Relato de Verano
Bournemouth
A veces piensas en empaparlo todo con gasolina y arrojar una cerilla encima. Cuando eso pasa, lo mejor es comprar un billete a cualquier parte e irte lejos, lo más lejos posible
A veces piensas en empaparlo todo con gasolina y arrojar una cerilla encima. Cuando eso pasa, lo mejor es comprar un billete a cualquier parte e irte lejos, lo más lejos posible. Lo malo es que las soleadas playas de Bali resultan demasiado inalcanzables cuando tienes 20 años y los bolsillos vueltos del revés. Así que tocaba pensar una alternativa. En mi caso, la solución apareció escrita con letras de color naranja brillante en una de las pareces de la grisácea facultad en la que estudiaba tercero de Periodismo. «Aprende inglés en Bournemouth». Ofrecían pago a plazos y encima el nombre era lo suficientemente impronunciable como para desanimar a la gente a preguntar luego por el viaje. Fantástico.

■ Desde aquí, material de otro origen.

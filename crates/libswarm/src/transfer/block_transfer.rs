use slotmap::SlotMap;
use swarm_core::Piece;
use tracing::trace;

use crate::{
    clock::Timestamp,
    error::{Error, Result},
    peer_info::PeerRegistry,
    type_aliases::PeerHandle,
};

slotmap::new_key_type! {
    /// Stable handle to a [`BlockTransfer`]. Outlives the block it was
    /// created for: once the block goes away the transfer becomes invalid but
    /// stays addressable until its peer lets go of it.
    pub struct TransferKey;
}

/// Position of a block inside the transfer list.
#[derive(Debug, Clone, Copy, PartialEq, Eq, Hash)]
pub struct BlockRef {
    pub chunk: u32,
    pub block: u32,
}

#[derive(Debug, Clone, Copy, PartialEq, Eq)]
pub enum TransferState {
    Queued,
    Leader,
    NotLeader,
    /// Sent bytes that disagree with the leader. Kept only so the peer's
    /// outstanding bytes can be tracked and discarded.
    Erased,
}

/// One peer's attempt to download one block.
#[derive(Debug, Clone)]
pub struct BlockTransfer {
    peer: PeerHandle,
    // Whether the peer's transfer counter still accounts for this record.
    linked: bool,
    block: Option<BlockRef>,
    piece: Piece,
    state: TransferState,
    request_time: Timestamp,
    position: u32,
    stall: u32,
    failed_index: Option<usize>,
}

impl BlockTransfer {
    pub fn peer(&self) -> PeerHandle {
        self.peer
    }

    /// The block this transfer belongs to, `None` once invalidated.
    pub fn block(&self) -> Option<BlockRef> {
        self.block
    }

    pub fn piece(&self) -> Piece {
        self.piece
    }

    pub fn state(&self) -> TransferState {
        self.state
    }

    pub fn request_time(&self) -> Timestamp {
        self.request_time
    }

    /// Bytes received so far, relative to the block start.
    pub fn position(&self) -> u32 {
        self.position
    }

    pub fn stall(&self) -> u32 {
        self.stall
    }

    pub fn failed_index(&self) -> Option<usize> {
        self.failed_index
    }

    pub fn is_valid(&self) -> bool {
        self.block.is_some()
    }

    pub fn is_queued(&self) -> bool {
        self.state == TransferState::Queued
    }

    pub fn is_leader(&self) -> bool {
        self.state == TransferState::Leader
    }

    pub fn is_not_leader(&self) -> bool {
        self.state == TransferState::NotLeader
    }

    pub fn is_erased(&self) -> bool {
        self.state == TransferState::Erased
    }

    pub fn is_finished(&self) -> bool {
        self.position == self.piece.length
    }

    pub fn is_linked(&self) -> bool {
        self.linked
    }

    /// Counts toward its block's not-stalled total.
    pub(crate) fn is_active(&self) -> bool {
        !self.is_erased() && self.stall == 0
    }

    pub(crate) fn set_state(&mut self, state: TransferState) {
        self.state = state;
    }

    pub(crate) fn set_position(&mut self, position: u32) {
        self.position = position;
    }

    pub(crate) fn set_stall(&mut self, stall: u32) {
        self.stall = stall;
    }

    pub(crate) fn set_failed_index(&mut self, idx: Option<usize>) {
        self.failed_index = idx;
    }

    pub(crate) fn invalidate(&mut self) {
        self.block = None;
    }
}

/// Owner of every [`BlockTransfer`], plus the peer registry the transfers
/// account against. Creating a transfer links it to its peer, destroying it
/// unlinks it, so counters can't drift.
#[derive(Debug, Default)]
pub struct TransferArena {
    slots: SlotMap<TransferKey, BlockTransfer>,
    peers: PeerRegistry,
}

impl TransferArena {
    pub fn peers(&self) -> &PeerRegistry {
        &self.peers
    }

    pub fn peers_mut(&mut self) -> &mut PeerRegistry {
        &mut self.peers
    }

    pub fn len(&self) -> usize {
        self.slots.len()
    }

    pub fn is_empty(&self) -> bool {
        self.slots.is_empty()
    }

    pub fn contains(&self, key: TransferKey) -> bool {
        self.slots.contains_key(key)
    }

    pub fn get(&self, key: TransferKey) -> Result<&BlockTransfer> {
        self.slots.get(key).ok_or(Error::BugTransferNotFound)
    }

    pub(crate) fn get_mut(&mut self, key: TransferKey) -> Result<&mut BlockTransfer> {
        self.slots.get_mut(key).ok_or(Error::BugTransferNotFound)
    }

    pub fn iter(&self) -> impl Iterator<Item = (TransferKey, &BlockTransfer)> {
        self.slots.iter()
    }

    pub(crate) fn create(
        &mut self,
        peer: PeerHandle,
        block: BlockRef,
        piece: Piece,
        now: Timestamp,
    ) -> Result<TransferKey> {
        self.peers.inc_transfers(peer)?;
        let key = self.slots.insert(BlockTransfer {
            peer,
            linked: true,
            block: Some(block),
            piece,
            state: TransferState::Queued,
            request_time: now,
            position: 0,
            stall: 0,
            failed_index: None,
        });
        trace!(peer = %peer, %piece, ?key, "created transfer");
        Ok(key)
    }

    /// Drop the peer's claim on the transfer. The record itself stays.
    pub(crate) fn unlink(&mut self, key: TransferKey) -> Result<()> {
        let t = self.slots.get_mut(key).ok_or(Error::BugTransferNotFound)?;
        if t.linked {
            t.linked = false;
            let peer = t.peer;
            self.peers.dec_transfers(peer)?;
        }
        Ok(())
    }

    pub(crate) fn destroy(&mut self, key: TransferKey) -> Result<()> {
        self.unlink(key)?;
        self.slots.remove(key);
        Ok(())
    }

    /// Detach a transfer from its block. Transfers nobody holds anymore are
    /// destroyed right away, the rest linger as orphans until released.
    pub(crate) fn invalidate(&mut self, key: TransferKey) -> Result<()> {
        let t = self.get_mut(key)?;
        t.invalidate();
        if !t.linked {
            self.slots.remove(key);
        }
        Ok(())
    }
}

Costó poco convencer a mis padres de que subvencionarme una estancia en un pueblecito de la costa sur de Inglaterra sería la oportunidad perfecta para practicar mi casi inexistente inglés. En pocas horas cerré los detalles con la agencia, que me aseguró que me encontraría un alojamiento sin españoles para que la inmersión fuera completa, y reservé un vuelo a Londres en la aerolínea más barata que pude encontrar. La suerte estaba echada: salía del nido. Por pocos días, pero salía.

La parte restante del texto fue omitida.